** Opening MATERIAL PROVIDED block **
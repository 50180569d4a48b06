//! The automated player's move search.
//!
//! The search is brute force: every ordered selection of one to three distinct
//! rack tiles (see `SearchSetting::max_subset_size`) is tried at every anchor
//! square, in the anchor's orientation, through the same `PlayMove` protocol
//! human plays use. Attempts are made on a
//! private copy of the board, so the authoritative board is never touched.

use std::collections::HashMap;

use log::{debug, info};

use crate::command::{Command, CommandSink};
use crate::hand::Hand;
use crate::play_move::PlayMove;
use crate::position::{Board, Direction, Square, Tile, RACK_SIZE};

/// How legal plays of the same letters at different squares are kept.
#[derive(Clone, Copy, Debug, Default, PartialEq, Eq)]
pub enum CandidateRecording {
    /// Every legal (letters, square, direction) triple is kept and scored
    #[default]
    Distinct,
    /// One entry per letter string. A later square overwrites an earlier one,
    /// but the entry keeps its original position in the enumeration order.
    LastWins,
}

#[derive(Clone, Debug, PartialEq, Eq)]
pub struct SearchSetting {
    max_subset_size: usize,
    recording: CandidateRecording,
}

impl Default for SearchSetting {
    fn default() -> Self {
        SearchSetting {
            max_subset_size: 3,
            recording: CandidateRecording::Distinct,
        }
    }
}

impl SearchSetting {
    /// Longest letter string to try. Clamped to `1..=RACK_SIZE`.
    pub fn max_subset_size(mut self, max_subset_size: usize) -> Self {
        self.max_subset_size = max_subset_size.clamp(1, RACK_SIZE);
        self
    }

    pub fn recording(mut self, recording: CandidateRecording) -> Self {
        self.recording = recording;
        self
    }

    pub fn subset_size(&self) -> usize {
        self.max_subset_size
    }

    pub fn candidate_recording(&self) -> CandidateRecording {
        self.recording
    }
}

/// A legal play found during one analysis pass.
#[derive(Clone, Debug, PartialEq, Eq)]
pub struct Candidate {
    /// The letter string tried, in placement order
    pub letters: String,
    /// Rack letters actually written to the board
    pub placed: String,
    pub square: Square,
    pub direction: Direction,
    pub score: u32,
}

impl Candidate {
    pub fn to_command(&self) -> Command {
        Command::play(&self.letters, self.square, self.direction)
    }
}

/// Search state of an automated player.
#[derive(Clone, Debug, Default)]
pub struct MoveSearch {
    setting: SearchSetting,
    scratch: Option<Board>,
    candidates: Vec<Candidate>,
    candidate_index: HashMap<String, usize>,
    strings_attempted: usize,
    placements_attempted: usize,
}

impl MoveSearch {
    pub fn new(setting: SearchSetting) -> Self {
        MoveSearch {
            setting,
            ..Default::default()
        }
    }

    pub fn setting(&self) -> &SearchSetting {
        &self.setting
    }

    /// Legal plays found by the last analysis, in enumeration order
    pub fn candidates(&self) -> &[Candidate] {
        &self.candidates
    }

    /// Number of letter strings tried by the last analysis
    pub fn strings_attempted(&self) -> usize {
        self.strings_attempted
    }

    /// Number of placement attempts made by the last analysis
    pub fn placements_attempted(&self) -> usize {
        self.placements_attempted
    }

    /// Try every letter string from `hand` at every anchor of `board`, recording the legal ones.
    ///
    /// `board` is copied into the private scratch board first and is never modified.
    pub fn analyze_board(&mut self, board: &Board, hand: &Hand) {
        self.clear();
        let mut scratch = match self.scratch.take() {
            Some(mut scratch) => {
                scratch.copy_from(board);
                scratch
            }
            None => board.clone(),
        };
        let anchors: Vec<(Square, Direction)> = scratch.playable_squares().into_iter().collect();
        let tiles = hand.tiles();

        let mut selection = Vec::with_capacity(self.setting.max_subset_size);
        let mut used = [false; RACK_SIZE];
        for subset_size in 1..=self.setting.max_subset_size.min(tiles.len()) {
            self.enumerate_selections(
                &mut scratch,
                &anchors,
                tiles,
                subset_size,
                &mut selection,
                &mut used,
            );
        }
        debug_assert_eq!(&scratch, board, "Search left tiles on the scratch board");

        debug!(
            "Analyzed rack {} over {} anchors: {} strings, {} placements, {} legal",
            hand.letters(),
            anchors.len(),
            self.strings_attempted,
            self.placements_attempted,
            self.candidates.len()
        );
        self.scratch = Some(scratch);
    }

    /// Extend `selection` with every unused rack index until it has `subset_size` tiles,
    /// in the order nested loops over the rack would produce.
    fn enumerate_selections(
        &mut self,
        scratch: &mut Board,
        anchors: &[(Square, Direction)],
        tiles: &[Tile],
        subset_size: usize,
        selection: &mut Vec<Tile>,
        used: &mut [bool; RACK_SIZE],
    ) {
        if selection.len() == subset_size {
            self.strings_attempted += 1;
            for &(square, direction) in anchors {
                self.attempt(scratch, selection, square, direction);
            }
            return;
        }
        for (i, tile) in tiles.iter().enumerate() {
            if used[i] {
                continue;
            }
            used[i] = true;
            selection.push(*tile);
            self.enumerate_selections(scratch, anchors, tiles, subset_size, selection, used);
            selection.pop();
            used[i] = false;
        }
    }

    fn attempt(&mut self, scratch: &mut Board, tiles: &[Tile], square: Square, direction: Direction) {
        self.placements_attempted += 1;
        let mut play_move = PlayMove::new(square, tiles, scratch, direction);
        if !(play_move.place_tile() && play_move.check_word()) {
            return;
        }
        let (Some(score), Some(placement)) = (play_move.score(), play_move.placement()) else {
            return;
        };
        let candidate = Candidate {
            letters: tiles.iter().map(|tile| tile.letter()).collect(),
            placed: placement.tiles().map(|tile| tile.letter()).collect(),
            square,
            direction,
            score,
        };
        self.record(candidate);
    }

    fn record(&mut self, candidate: Candidate) {
        match self.setting.recording {
            CandidateRecording::Distinct => self.candidates.push(candidate),
            CandidateRecording::LastWins => match self.candidate_index.get(&candidate.letters) {
                Some(&i) => self.candidates[i] = candidate,
                None => {
                    self.candidate_index
                        .insert(candidate.letters.clone(), self.candidates.len());
                    self.candidates.push(candidate);
                }
            },
        }
    }

    /// The highest scoring candidate. Ties go to the first one found. Plays scoring zero are never chosen.
    pub fn best_candidate(&self) -> Option<&Candidate> {
        let mut best: Option<&Candidate> = None;
        for candidate in self.candidates.iter() {
            if candidate.score > best.map_or(0, |best| best.score) {
                best = Some(candidate);
            }
        }
        best
    }

    /// Submit the best play found by the last analysis, or a pass if there is none.
    ///
    /// For a play, each rack letter it uses is queued for removal before the
    /// command is submitted. Candidates are cleared afterwards.
    pub fn play_highest_move<C: CommandSink>(&mut self, sink: &mut C) -> Command {
        let command = match self.best_candidate() {
            Some(best) => {
                info!(
                    "Playing {} at {} for {} points",
                    best.letters,
                    best.square.to_oriented_string(best.direction),
                    best.score
                );
                for letter in best.placed.chars() {
                    sink.remove_letter_from_hand(letter);
                }
                best.to_command()
            }
            None => {
                info!(
                    "No scoring play among {} candidates, passing",
                    self.candidates.len()
                );
                Command::Pass
            }
        };
        sink.process_command(command.clone());
        self.clear();
        command
    }

    fn clear(&mut self) {
        self.candidates.clear();
        self.candidate_index.clear();
        self.strings_attempted = 0;
        self.placements_attempted = 0;
    }
}
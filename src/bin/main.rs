use std::error::Error;
use std::io;
use std::sync::Arc;

use board_game_traits::{Color, GameResult};
use clap::{Arg, ArgAction, Command as App};

use scrabble::command::Command;
use scrabble::dictionary::WordList;
use scrabble::game::Game;
use scrabble::player::Player;
use scrabble::position::SharedDictionary;
use scrabble::search::{CandidateRecording, MoveSearch, SearchSetting};

fn main() -> Result<(), Box<dyn Error>> {
    let matches = App::new("Scrabble")
        .version("0.1")
        .author("Morten Lohne")
        .arg(
            Arg::new("dictionary")
                .short('d')
                .long("dictionary")
                .env("DICTIONARY")
                .value_name("words.txt")
                .help("Word list with one word per line")
                .num_args(1)
                .required(true),
        )
        .arg(
            Arg::new("seed")
                .long("seed")
                .env("SEED")
                .help("Seed for shuffling the bag")
                .num_args(1)
                .default_value("0")
                .value_parser(clap::value_parser!(u64)),
        )
        .arg(
            Arg::new("logfile")
                .short('l')
                .long("logfile")
                .env("LOGFILE")
                .value_name("scrabble.log")
                .help("Name of debug logfile")
                .num_args(1),
        )
        .arg(
            Arg::new("aiVsAi")
                .long("ai-vs-ai")
                .help("Watch two automated players instead of playing")
                .action(ArgAction::SetTrue),
        )
        .arg(
            Arg::new("maxSubsetSize")
                .long("max-subset-size")
                .env("MAX_SUBSET_SIZE")
                .help("Longest letter string the automated player tries")
                .num_args(1)
                .default_value("3")
                .value_parser(clap::value_parser!(u64).range(1..=7)),
        )
        .arg(
            Arg::new("lastWins")
                .long("last-wins")
                .help("Keep only the last square found for each letter string")
                .action(ArgAction::SetTrue),
        )
        .get_matches();

    let log_dispatcher = fern::Dispatch::new().format(|out, message, record| {
        out.finish(format_args!(
            "{}[{}][{}] {}",
            chrono::Local::now().format("[%Y-%m-%d][%H:%M:%S]"),
            record.target(),
            record.level(),
            message
        ))
    });

    if let Some(log_file) = matches.get_one::<String>("logfile") {
        log_dispatcher
            .chain(
                fern::Dispatch::new()
                    .level(log::LevelFilter::Debug)
                    .chain(fern::log_file(log_file)?),
            )
            .chain(
                fern::Dispatch::new()
                    .level(log::LevelFilter::Warn)
                    .chain(io::stderr()),
            )
            .apply()?
    } else {
        log_dispatcher
            .level(log::LevelFilter::Warn)
            .chain(io::stderr())
            .apply()?
    }

    let dictionary_path = matches
        .get_one::<String>("dictionary")
        .ok_or("missing --dictionary")?;
    let dictionary: SharedDictionary = Arc::new(WordList::from_file(dictionary_path)?);

    let seed = matches.get_one::<u64>("seed").copied().unwrap_or_default();
    let max_subset_size = matches.get_one::<u64>("maxSubsetSize").copied().unwrap_or(3) as usize;
    let recording = if matches.get_flag("lastWins") {
        CandidateRecording::LastWins
    } else {
        CandidateRecording::Distinct
    };
    let setting = SearchSetting::default()
        .max_subset_size(max_subset_size)
        .recording(recording);

    let white = if matches.get_flag("aiVsAi") {
        Player::automated(1, MoveSearch::new(setting.clone()))
    } else {
        Player::human(1)
    };
    let black = Player::automated(2, MoveSearch::new(setting));

    let game = Game::new(dictionary, [white, black], seed)?;
    play_game(game)?;
    Ok(())
}

fn print_position(game: &Game) {
    println!("\n{}", game.board());
    for color in [Color::White, Color::Black] {
        let player = game.player(color);
        println!(
            "Player {}: {} points{}",
            player.number(),
            player.points(),
            if player.is_active() { " (to move)" } else { "" }
        );
    }
    println!("Tiles in bag: {}", game.bag().len());
}

fn play_game(mut game: Game) -> io::Result<()> {
    let reader = io::stdin();
    let mut input = String::new();
    while game.game_result().is_none() {
        print_position(&game);
        let side_to_move = game.side_to_move();

        if game.player(side_to_move).is_automated() {
            match game.play_automated_turn() {
                Ok(Some(command)) => {
                    println!("Player {} played {}", game.player(side_to_move).number(), command)
                }
                Ok(None) => (),
                Err(err) => {
                    println!("Automated player failed: {}, passing", err);
                    game.process(Command::Pass).ok();
                }
            }
            continue;
        }

        println!("Your rack: {}", game.player(side_to_move).hand());
        println!("Enter play <LETTERS> <8H|H8>, pass, exchange <LETTERS>, shuffle, undo, redo or quit:");
        input.clear();
        if reader.read_line(&mut input)? == 0 {
            return Ok(());
        }
        match input.trim() {
            "quit" => return Ok(()),
            // Take back the opponent's reply as well
            "undo" => {
                if !(game.undo() && game.undo()) {
                    println!("Nothing to undo");
                }
            }
            "redo" => {
                if !(game.redo() && game.redo()) {
                    println!("Nothing to redo");
                }
            }
            line => match line.parse::<Command>() {
                Ok(command) => {
                    if let Err(err) = game.process(command) {
                        println!("{}, try again.", err);
                    }
                }
                Err(err) => println!("{}, try again.", err),
            },
        }
    }

    print_position(&game);
    match game.game_result() {
        Some(GameResult::WhiteWin) => println!("Player 1 won!"),
        Some(GameResult::BlackWin) => println!("Player 2 won!"),
        Some(GameResult::Draw) => println!("The game was drawn!"),
        None => (),
    }
    Ok(())
}
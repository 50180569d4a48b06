pub mod bag;
pub mod command;
pub mod dictionary;
pub mod game;
pub mod hand;
pub mod play_move;
pub mod player;
pub mod position;
pub mod search;

#[cfg(test)]
mod tests;
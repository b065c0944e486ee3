use thiserror::Error;

/// Classified failure of a remote API call
#[derive(Debug, Error, Clone, PartialEq, Eq)]
pub enum ApiError {
    #[error("rate limited")]
    RateLimited,

    #[error("session invalid: {0}")]
    SessionInvalid(String),

    #[error("transient failure: {0}")]
    Transient(String),

    #[error("API error {code}: {message}")]
    Api { code: i64, message: String },

    #[error("malformed response: {0}")]
    Decode(String),
}

impl ApiError {
    /// Map an error code from the API's `{"error": {...}}` envelope
    pub fn from_code(code: i64, message: String) -> Self {
        match code {
            3 => ApiError::RateLimited,
            6 | 8 => ApiError::SessionInvalid(message),
            4 | 7 => ApiError::Transient(message),
            _ => ApiError::Api { code, message },
        }
    }

    /// Map a non-success HTTP status without a recognizable error body
    pub fn from_status(status: u16) -> Self {
        let message = format!("HTTP {status}");
        match status {
            429 => ApiError::RateLimited,
            401 | 403 => ApiError::SessionInvalid(message),
            500..=599 => ApiError::Transient(message),
            _ => ApiError::Api { code: i64::from(status), message },
        }
    }

    /// Worth retrying on the next poll without operator action
    pub fn is_retryable(&self) -> bool {
        matches!(self, ApiError::RateLimited | ApiError::Transient(_))
    }
}

impl From<reqwest::Error> for ApiError {
    fn from(err: reqwest::Error) -> Self {
        if err.is_decode() {
            ApiError::Decode(err.to_string())
        } else if let Some(status) = err.status() {
            ApiError::from_status(status.as_u16())
        } else {
            ApiError::Transient(err.to_string())
        }
    }
}

#[cfg(test)]
mod tests {
    use super::*;

    #[test]
    fn test_codes() {
        assert_eq!(ApiError::from_code(3, String::new()), ApiError::RateLimited);
        assert!(matches!(ApiError::from_code(6, "x".into()), ApiError::SessionInvalid(_)));
        assert!(matches!(ApiError::from_code(8, "x".into()), ApiError::SessionInvalid(_)));
        assert!(matches!(ApiError::from_code(4, "x".into()), ApiError::Transient(_)));
        assert!(matches!(ApiError::from_code(7, "x".into()), ApiError::Transient(_)));
        assert_eq!(
            ApiError::from_code(1, "Resource not found".into()),
            ApiError::Api { code: 1, message: "Resource not found".into() }
        );
    }

    #[test]
    fn test_statuses() {
        assert_eq!(ApiError::from_status(429), ApiError::RateLimited);
        assert!(matches!(ApiError::from_status(401), ApiError::SessionInvalid(_)));
        assert!(matches!(ApiError::from_status(403), ApiError::SessionInvalid(_)));
        assert!(matches!(ApiError::from_status(503), ApiError::Transient(_)));
        assert!(matches!(ApiError::from_status(404), ApiError::Api { code: 404, .. }));
    }

    #[test]
    fn test_retryable() {
        assert!(ApiError::RateLimited.is_retryable());
        assert!(ApiError::Transient("timeout".into()).is_retryable());
        assert!(!ApiError::SessionInvalid("expired".into()).is_retryable());
        assert!(!ApiError::Decode("eof".into()).is_retryable());
    }
}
** Closing MATERIAL PROVIDED block **
● WORK INSTRUCTIONS
Check each line in the data for the word "Nothing", then report only how many lines contain it.

● EXERCISE SOLUTION
2